**Saved entries**
//! Per-key exclusive locks
//!
//! Writers of a bundle directory hold an OS file lock on
//! `locks/<quoted id>@<version>.lock`. The lock is advisory and works
//! across threads and processes; it is released when the guard drops.
//! Evicting a key removes its lock file, so an acquirer that wins the lock
//! on an unlinked file retries on a fresh one.

use std::fs::{File, OpenOptions};
use std::path::{Path, PathBuf};

use fs4::FileExt;
use tracing::debug;

use crate::error::{Result, fs};

#[derive(Debug)]
pub struct KeyLock {
    file: File,
    path: PathBuf,
}

impl KeyLock {
    /// Block until the lock at `path` is held exclusively
    pub fn acquire(path: &Path) -> Result<Self> {
        if let Some(parent) = path.parent() {
            std::fs::create_dir_all(parent).map_err(|e| fs::write_failed(parent, e))?;
        }
        loop {
            let file = OpenOptions::new()
                .create(true)
                .read(true)
                .write(true)
                .truncate(false)
                .open(path)
                .map_err(|e| fs::write_failed(path, e))?;
            FileExt::lock_exclusive(&file)
                .map_err(|e| fs::cache_failed(format!("failed to lock {}: {e}", path.display())))?;
            if is_linked_at(&file, path) {
                debug!(path = %path.display(), "acquired key lock");
                return Ok(Self {
                    file,
                    path: path.to_path_buf(),
                });
            }
            debug!(path = %path.display(), "lock file removed while waiting, retrying");
        }
    }

    pub fn path(&self) -> &Path {
        &self.path
    }

    /// Delete the lock file, then release the lock
    pub fn remove(self) {
        if let Err(e) = std::fs::remove_file(&self.path) {
            debug!(path = %self.path.display(), error = %e, "failed to remove lock file");
        }
    }
}

#[cfg(unix)]
fn is_linked_at(file: &File, path: &Path) -> bool {
    use std::os::unix::fs::MetadataExt;
    match (file.metadata(), std::fs::metadata(path)) {
        (Ok(held), Ok(current)) => held.dev() == current.dev() && held.ino() == current.ino(),
        _ => false,
    }
}

// Open files cannot be deleted here, so the path always names the held file
#[cfg(not(unix))]
fn is_linked_at(_file: &File, _path: &Path) -> bool {
    true
}

impl Drop for KeyLock {
    fn drop(&mut self) {
        let _ = FileExt::unlock(&self.file);
    }
}

#[cfg(test)]
mod tests {
    use super::*;
    use std::sync::atomic::{AtomicUsize, Ordering};
    use std::sync::{Arc, Barrier};
    use std::thread;
    use std::time::Duration;
    use tempfile::TempDir;

    #[test]
    fn test_lock_creates_parent() {
        let temp = TempDir::new().unwrap();
        let path = temp.path().join("locks/a.lock");
        let lock = KeyLock::acquire(&path).unwrap();
        assert!(lock.path().is_file());
    }

    #[test]
    fn test_remove_deletes_lock_file() {
        let temp = TempDir::new().unwrap();
        let path = temp.path().join("locks/a.lock");
        KeyLock::acquire(&path).unwrap().remove();
        assert!(!path.exists());

        // The key can be locked again afterwards
        let again = KeyLock::acquire(&path).unwrap();
        assert!(again.path().is_file());
    }

    #[test]
    fn test_lock_is_exclusive_across_threads() {
        let temp = TempDir::new().unwrap();
        let path = Arc::new(temp.path().join("locks/k.lock"));
        let inside = Arc::new(AtomicUsize::new(0));
        let max_inside = Arc::new(AtomicUsize::new(0));
        let barrier = Arc::new(Barrier::new(4));

        let handles: Vec<_> = (0..4)
            .map(|_| {
                let path = Arc::clone(&path);
                let inside = Arc::clone(&inside);
                let max_inside = Arc::clone(&max_inside);
                let barrier = Arc::clone(&barrier);
                thread::spawn(move || {
                    barrier.wait();
                    let _lock = KeyLock::acquire(&path).unwrap();
                    let now = inside.fetch_add(1, Ordering::SeqCst) + 1;
                    max_inside.fetch_max(now, Ordering::SeqCst);
                    thread::sleep(Duration::from_millis(20));
                    inside.fetch_sub(1, Ordering::SeqCst);
                })
            })
            .collect();

        for handle in handles {
            handle.join().unwrap();
        }
        assert_eq!(max_inside.load(Ordering::SeqCst), 1);
    }
}
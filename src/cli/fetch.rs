use clap::Parser;

/// Arguments for the fetch command
#[derive(Parser, Debug)]
#[command(after_help = "EXAMPLES:\n  \
                  Fetch the newest version from any remote:\n    graphpack fetch ex/a\n\n\
                  Fetch one version from one remote:\n    graphpack fetch ex/a --version 2 --remote origin")]
pub struct FetchArgs {
    /// Bundle id
    pub id: String,

    /// Version to fetch (defaults to the highest available)
    #[arg(long, value_parser = clap::value_parser!(u64).range(1..))]
    pub version: Option<u64>,

    /// Remote to fetch from, in order (defaults to all remotes)
    #[arg(long = "remote", short = 'r', value_name = "NAME")]
    pub remotes: Vec<String>,
}
//! Bundle installation from a statement store
//!
//! This module handles:
//! - Resolving the descriptor's context and file selection
//! - Pinning dependencies to installed versions, fetching missing ones
//!   from remotes when any are given
//! - Dropping contexts that dependencies already provide
//! - Serializing graphs, hashing content and committing to the cache
//!
//! Installing is idempotent: the same descriptor over an unchanged store
//! and project produces the same manifest, which the cache recognizes.

use std::collections::BTreeMap;
use std::path::Path;

use tracing::{debug, info};

use crate::bundle::layout;
use crate::bundle::manifest::Manifest;
use crate::cache::{Cache, InstallOutcome, InstalledBundle, RepositoryIndex};
use crate::config::Descriptor;
use crate::domain::ContextId;
use crate::error::{Result, fs};
use crate::hash;
use crate::operations::Fetcher;
use crate::pattern;
use crate::remote::RemoteClient;
use crate::resolver::{Resolver, VersionConstraint};
use crate::store::GraphStore;
use crate::store::nquads;

/// What an install did
#[derive(Debug, Clone)]
pub struct InstallReport {
    pub bundle: InstalledBundle,
    pub outcome: InstallOutcome,
    /// Selected contexts left out because a dependency provides them
    pub covered: Vec<ContextId>,
}

pub struct Installer<'a> {
    cache: &'a Cache,
    remotes: Option<(&'a [RemoteClient], &'a RepositoryIndex)>,
}

impl<'a> Installer<'a> {
    pub fn new(cache: &'a Cache) -> Self {
        Self {
            cache,
            remotes: None,
        }
    }

    /// Fetch dependencies missing from the cache through `remotes`
    pub fn with_remotes(mut self, remotes: &'a [RemoteClient], index: &'a RepositoryIndex) -> Self {
        self.remotes = Some((remotes, index));
        self
    }

    /// Make every declared dependency available locally
    fn fetch_missing_dependencies(&self, descriptor: &Descriptor) -> Result<()> {
        let Some((remotes, index)) = self.remotes.filter(|(remotes, _)| !remotes.is_empty()) else {
            return Ok(());
        };
        let local = Resolver::new(self.cache);
        for dep in &descriptor.dependencies {
            let constraint = VersionConstraint::from(dep.version);
            if local.select(&dep.id, &constraint)?.is_some() {
                continue;
            }
            debug!(id = %dep.id, version = %constraint, "dependency not in cache, fetching");
            Fetcher::new(self.cache, index, remotes).fetch(&dep.id, dep.version)?;
        }
        Ok(())
    }

    /// Build a bundle from `store` and the files under `project_root`
    pub fn install(
        &self,
        descriptor: &Descriptor,
        store: &dyn GraphStore,
        project_root: &Path,
    ) -> Result<InstallReport> {
        descriptor.validate(&descriptor.id)?;
        self.fetch_missing_dependencies(descriptor)?;

        let resolution = Resolver::new(self.cache).resolve_descriptor(descriptor)?;

        let available = store.contexts()?;
        let selected = pattern::select_contexts(descriptor, &available)?;
        let already = resolution.contexts_already_covered_by(&resolution.direct);
        let (covered, own): (Vec<ContextId>, Vec<ContextId>) =
            selected.into_iter().partition(|ctx| already.contains(ctx));
        if !covered.is_empty() {
            debug!(id = %descriptor.id, contexts = ?covered, "contexts provided by dependencies");
        }

        let files = pattern::resolve_files(project_root, &descriptor.files)?;

        let mut manifest = Manifest::new(descriptor.id.clone(), descriptor.version);
        manifest.name = Some(descriptor.display_name().to_string());
        manifest.description = descriptor.description.clone();

        let mut graphs: BTreeMap<String, Vec<u8>> = BTreeMap::new();
        for ctx in &own {
            let statements = store.read_context(ctx)?;
            let data = nquads::write_ntriples(&statements).into_bytes();
            manifest.add_context(ctx.clone(), hash::hash_bytes(&data));
            graphs.insert(layout::graph_file_name(ctx), data);
        }

        for relative in &files {
            let source = project_root.join(relative);
            manifest.add_file(relative.clone(), hash::hash_file(&source)?);
        }

        for dep in &resolution.direct {
            manifest.add_dependency(dep.clone());
        }
        let manifest = manifest.seal();

        let (bundle, outcome) = self.cache.install(&manifest, |dir| {
            let graphs_dir = dir.join(layout::GRAPHS_DIR);
            std::fs::create_dir_all(&graphs_dir).map_err(|e| fs::write_failed(&graphs_dir, e))?;
            for (name, data) in &graphs {
                let path = graphs_dir.join(name);
                std::fs::write(&path, data).map_err(|e| fs::write_failed(&path, e))?;
            }

            for relative in &files {
                let source = project_root.join(relative);
                let target = dir.join(layout::file_entry(relative));
                if let Some(parent) = target.parent() {
                    std::fs::create_dir_all(parent).map_err(|e| fs::write_failed(parent, e))?;
                }
                std::fs::copy(&source, &target).map_err(|e| fs::write_failed(&target, e))?;
            }
            Ok(())
        })?;

        match outcome {
            InstallOutcome::Installed => info!(
                key = %bundle.key,
                contexts = manifest.contexts.len(),
                files = manifest.files.len(),
                "bundle installed"
            ),
            InstallOutcome::AlreadyPresent => {
                info!(key = %bundle.key, "bundle already installed with identical content")
            }
        }

        Ok(InstallReport {
            bundle,
            outcome,
            covered,
        })
    }
}
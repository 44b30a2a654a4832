//! Command implementations for the graphpack CLI

pub mod cache;
pub mod completions;
pub mod deploy;
pub mod fetch;
pub mod helpers;
pub mod install;
pub mod list;
pub mod remote;
pub mod show;
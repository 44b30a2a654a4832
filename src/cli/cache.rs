use clap::{Parser, Subcommand};

/// Arguments for cache command
#[derive(Parser, Debug)]
#[command(after_help = "EXAMPLES:\n  \
                  Show the cache location:\n    graphpack cache path\n\n\
                  Remove one installed bundle:\n    graphpack cache evict ex/a 1")]
pub struct CacheArgs {
    #[command(subcommand)]
    pub command: CacheSubcommand,
}

/// Cache subcommands
#[derive(Subcommand, Debug)]
pub enum CacheSubcommand {
    /// Remove an installed bundle
    Evict {
        /// Bundle id
        id: String,
        /// Version to remove
        #[arg(value_parser = clap::value_parser!(u64).range(1..))]
        version: u64,
    },

    /// Print the cache directory
    Path,
}
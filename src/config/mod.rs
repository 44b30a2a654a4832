//! Configuration handling for graphpack
//!
//! This module contains data structures for:
//! - bundle descriptors (what a bundle captures)
//! - remotes and their accessor configs
//! - runtime settings (cache and remotes locations, timeouts)

pub mod descriptor;
pub mod remote;
pub mod settings;

// Re-export commonly used types
pub use descriptor::{DependencyDescriptor, Descriptor, FilesDescriptor};
pub use remote::{AccessorConfig, Remote, RemoteRegistry};
pub use settings::Settings;
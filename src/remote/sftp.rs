//! SFTP accessor
//!
//! Uses the same directory layout as the file accessor, rooted at a path on
//! the server. Authentication tries an identity file, then a password, then
//! the SSH agent.
//!
//! The server's host key is checked before authenticating. A configured
//! `host_key` or `known_hosts` file pins the server: any key that does not
//! match is refused. Without either, `~/.ssh/known_hosts` is consulted when
//! present; a changed key is still refused, an unknown host only warns.

use std::io::{Read, Write};
use std::net::{TcpStream, ToSocketAddrs};
use std::path::{Path, PathBuf};

use ssh2::{CheckResult, KnownHostFileKind, KnownHosts, Session, Sftp};
use tracing::{debug, warn};

use super::file::{FileAccessor, layout_entries};
use super::{Accessor, Deadline};
use crate::bundle::archive::read_manifest;
use crate::cache::{Listing, ListingEntry};
use crate::domain::BundleKey;
use crate::error::{GraphpackError, Result, remote};
use crate::path_utils;

#[derive(Debug, Clone)]
pub struct SftpAccessor {
    pub host: String,
    pub port: u16,
    pub user: String,
    /// Root directory on the server
    pub root: String,
    pub password: Option<String>,
    pub identity: Option<PathBuf>,
    /// Pinned server key, `<type> <base64>`
    pub host_key: Option<String>,
    /// Known-hosts file pinning the server
    pub known_hosts: Option<PathBuf>,
}

/// An authenticated session; the session must outlive the SFTP channel
struct Connection {
    _session: Session,
    sftp: Sftp,
}

impl SftpAccessor {
    fn failed(&self, reason: impl ToString) -> GraphpackError {
        remote::accessor_failed(self.describe(), reason)
    }

    fn connect(&self, deadline: &Deadline) -> Result<Connection> {
        deadline.check(&self.describe())?;
        let addr = (self.host.as_str(), self.port)
            .to_socket_addrs()
            .map_err(|e| self.failed(e))?
            .next()
            .ok_or_else(|| self.failed(format!("cannot resolve {}", self.host)))?;
        let tcp = TcpStream::connect_timeout(&addr, deadline.remaining()).map_err(|e| {
            if e.kind() == std::io::ErrorKind::TimedOut {
                GraphpackError::AccessorTimeout {
                    accessor: self.describe(),
                }
            } else {
                self.failed(e)
            }
        })?;

        let mut session = Session::new().map_err(|e| self.failed(e))?;
        let millis = u32::try_from(deadline.remaining().as_millis()).unwrap_or(u32::MAX);
        session.set_timeout(millis.max(1));
        session.set_tcp_stream(tcp);
        session.handshake().map_err(|e| self.failed(format!("handshake failed: {e}")))?;
        self.verify_host_key(&session)?;

        if let Some(identity) = &self.identity {
            session
                .userauth_pubkey_file(&self.user, None, identity, None)
                .map_err(|e| self.failed(format!("key authentication failed: {e}")))?;
        } else if let Some(password) = &self.password {
            session
                .userauth_password(&self.user, password)
                .map_err(|e| self.failed(format!("password authentication failed: {e}")))?;
        } else {
            let mut agent = session.agent().map_err(|e| self.failed(e))?;
            agent.connect().map_err(|e| self.failed(e))?;
            agent.list_identities().map_err(|e| self.failed(e))?;
            let identities = agent.identities().map_err(|e| self.failed(e))?;
            let authenticated = identities
                .iter()
                .any(|identity| agent.userauth(&self.user, identity).is_ok());
            if !authenticated {
                return Err(self.failed("no SSH agent identity was accepted"));
            }
        }

        if !session.authenticated() {
            return Err(self.failed("authentication failed"));
        }

        let sftp = session.sftp().map_err(|e| self.failed(e))?;
        Ok(Connection {
            _session: session,
            sftp,
        })
    }

    fn verify_host_key(&self, session: &Session) -> Result<()> {
        let (key, _) = session
            .host_key()
            .ok_or_else(|| self.failed("server presented no host key"))?;
        let mut known = session.known_hosts().map_err(|e| self.failed(e))?;
        let pinned = self.load_known_hosts(&mut known)?;
        self.check_host_key(&known, key, pinned)
    }

    /// Host name as written in known_hosts files
    fn known_hosts_name(&self) -> String {
        if self.port == 22 {
            self.host.clone()
        } else {
            format!("[{}]:{}", self.host, self.port)
        }
    }

    /// Fill `known` with the keys to trust. Returns whether the server is
    /// pinned by configuration.
    fn load_known_hosts(&self, known: &mut KnownHosts) -> Result<bool> {
        let mut pinned = false;
        if let Some(host_key) = &self.host_key {
            let line = format!("{} {}", self.known_hosts_name(), host_key.trim());
            known
                .read_str(&line, KnownHostFileKind::OpenSSH)
                .map_err(|e| self.failed(format!("invalid host key: {e}")))?;
            pinned = true;
        }
        if let Some(path) = &self.known_hosts {
            known
                .read_file(path, KnownHostFileKind::OpenSSH)
                .map_err(|e| self.failed(format!("{}: {e}", path.display())))?;
            pinned = true;
        }
        if !pinned {
            let user_file = dirs::home_dir()
                .map(|home| home.join(".ssh").join("known_hosts"))
                .filter(|path| path.is_file());
            if let Some(path) = user_file {
                if let Err(e) = known.read_file(&path, KnownHostFileKind::OpenSSH) {
                    warn!(path = %path.display(), error = %e, "cannot read known hosts");
                }
            }
        }
        Ok(pinned)
    }

    fn check_host_key(&self, known: &KnownHosts, key: &[u8], pinned: bool) -> Result<()> {
        match known.check_port(&self.host, self.port, key) {
            CheckResult::Match => Ok(()),
            CheckResult::Mismatch => Err(self.failed(format!(
                "host key for {} does not match the known key",
                self.known_hosts_name()
            ))),
            CheckResult::NotFound if pinned => Err(self.failed(format!(
                "host key for {} is not known",
                self.known_hosts_name()
            ))),
            CheckResult::NotFound => {
                warn!(accessor = %self.describe(), "server host key is not in any known hosts file");
                Ok(())
            }
            CheckResult::Failure => Err(self.failed("host key check failed")),
        }
    }

    fn read(&self, sftp: &Sftp, path: &Path) -> Result<Vec<u8>> {
        let mut file = sftp
            .open(path)
            .map_err(|e| self.failed(format!("{}: {e}", path.display())))?;
        let mut bytes = Vec::new();
        file.read_to_end(&mut bytes).map_err(|e| self.failed(e))?;
        Ok(bytes)
    }

    fn mkdir_all(&self, sftp: &Sftp, dir: &Path) -> Result<()> {
        let mut current = PathBuf::new();
        for component in dir.components() {
            current.push(component);
            if sftp.stat(&current).is_ok_and(|s| s.is_dir()) {
                continue;
            }
            sftp.mkdir(&current, 0o755)
                .map_err(|e| self.failed(format!("{}: {e}", current.display())))?;
        }
        Ok(())
    }

    fn subdirs(&self, sftp: &Sftp, dir: &Path) -> Result<Vec<(String, PathBuf)>> {
        Ok(sftp
            .readdir(dir)
            .map_err(|e| self.failed(format!("{}: {e}", dir.display())))?
            .into_iter()
            .filter(|(_, stat)| stat.is_dir())
            .filter_map(|(path, _)| {
                let name = path.file_name()?.to_str()?.to_string();
                Some((name, path))
            })
            .collect())
    }
}

impl Accessor for SftpAccessor {
    fn describe(&self) -> String {
        format!("sftp://{}@{}:{}{}", self.user, self.host, self.port, self.root)
    }

    fn list(&self, deadline: &Deadline) -> Result<Listing> {
        let conn = self.connect(deadline)?;
        let mut entries = Vec::new();

        for (name, id_dir) in self.subdirs(&conn.sftp, Path::new(&self.root))? {
            deadline.check(&self.describe())?;
            let Some(id) = path_utils::unquote_id(&name) else {
                warn!(accessor = %self.describe(), name = %name, "skipping unrecognized directory");
                continue;
            };
            let versions = self.subdirs(&conn.sftp, &id_dir)?;
            entries.extend(layout_entries(&self.describe(), &id, versions, |archive| {
                conn.sftp.stat(archive).is_ok_and(|s| s.is_file())
            }));
        }
        Ok(Listing::new(entries))
    }

    fn fetch(&self, entry: &ListingEntry, deadline: &Deadline) -> Result<Vec<u8>> {
        let conn = self.connect(deadline)?;
        let path = FileAccessor::archive_path(Path::new(&self.root), &entry.id, entry.version);
        let bytes = self.read(&conn.sftp, &path)?;
        deadline.check(&self.describe())?;
        Ok(bytes)
    }

    fn can_upload(&self) -> bool {
        true
    }

    fn upload(&self, archive: &[u8], key: &BundleKey, deadline: &Deadline) -> Result<()> {
        let manifest = read_manifest(archive)?;
        let conn = self.connect(deadline)?;
        let target = FileAccessor::archive_path(Path::new(&self.root), &key.id, key.version);

        if conn.sftp.stat(&target).is_ok_and(|s| s.is_file()) {
            let existing = read_manifest(&self.read(&conn.sftp, &target)?)?;
            if existing.content_hash == manifest.content_hash {
                debug!(key = %key, accessor = %self.describe(), "identical archive already uploaded");
                return Ok(());
            }
            return Err(GraphpackError::VersionAlreadyPublished {
                id: key.id.clone(),
                version: key.version,
            });
        }

        if let Some(parent) = target.parent() {
            self.mkdir_all(&conn.sftp, parent)?;
        }
        let tmp = target.with_extension(format!("tmp-{}", std::process::id()));
        {
            let mut file = conn.sftp.create(&tmp).map_err(|e| self.failed(e))?;
            file.write_all(archive).map_err(|e| self.failed(e))?;
        }
        deadline.check(&self.describe())?;
        conn.sftp
            .rename(&tmp, &target, None)
            .map_err(|e| self.failed(e))?;
        debug!(key = %key, accessor = %self.describe(), "uploaded archive");
        Ok(())
    }
}
use clap::{Parser, Subcommand};

/// Arguments for remote command
#[derive(Parser, Debug)]
#[command(after_help = "EXAMPLES:\n  \
                  Add a directory remote:\n    graphpack remote add origin /srv/bundles\n\n\
                  Add an HTTP mirror to the same remote:\n    graphpack remote add origin https://bundles.example.org/index.json\n\n\
                  Add an SFTP remote:\n    graphpack remote add upstream sftp://deploy@example.org/srv/bundles")]
pub struct RemoteArgs {
    #[command(subcommand)]
    pub command: RemoteSubcommand,
}

/// Remote subcommands
#[derive(Subcommand, Debug)]
pub enum RemoteSubcommand {
    /// Add a remote, or another accessor to an existing one
    Add {
        /// Remote name
        name: String,
        /// Directory path, file://, http(s):// index URL or sftp:// URL
        url: String,
    },

    /// List remotes
    List,

    /// Remove a remote
    Remove {
        /// Remote name
        name: String,
    },
}
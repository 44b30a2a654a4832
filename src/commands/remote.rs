//! Remote command implementation

use console::Style;
use graphpack::config::{AccessorConfig, RemoteRegistry, Settings};
use graphpack::error::Result;

use crate::cli::{RemoteArgs, RemoteSubcommand};

pub fn run(settings: &Settings, args: RemoteArgs) -> Result<()> {
    let registry = RemoteRegistry::open(&settings.remotes_dir);
    match args.command {
        RemoteSubcommand::Add { name, url } => {
            let accessor = AccessorConfig::from_url(&url)?;
            let location = accessor.describe();
            if registry.add(&name, accessor)? {
                println!("Added {location} to remote '{name}'");
            } else {
                println!("Remote '{name}' already has {location}");
            }
        }
        RemoteSubcommand::List => {
            let remotes = registry.list()?;
            if remotes.is_empty() {
                println!("No remotes configured.");
            }
            for remote in remotes {
                println!("{}", Style::new().bold().yellow().apply_to(&remote.name));
                for accessor in &remote.accessor_configs {
                    println!(
                        "  {} {}",
                        Style::new().cyan().apply_to(accessor.protocol()),
                        accessor.describe()
                    );
                }
            }
        }
        RemoteSubcommand::Remove { name } => {
            registry.remove(&name)?;
            println!("Removed remote '{name}'");
        }
    }
    Ok(())
}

**WHAT IS REQUIRED**
All lines of the entries above where "long" turns up should be reported.

**RESPONSE**
    #[arg(long, value_parser = clap::value_parser!(u64).range(1..))]
    #[arg(long = "remote", short = 'r', value_name = "NAME")]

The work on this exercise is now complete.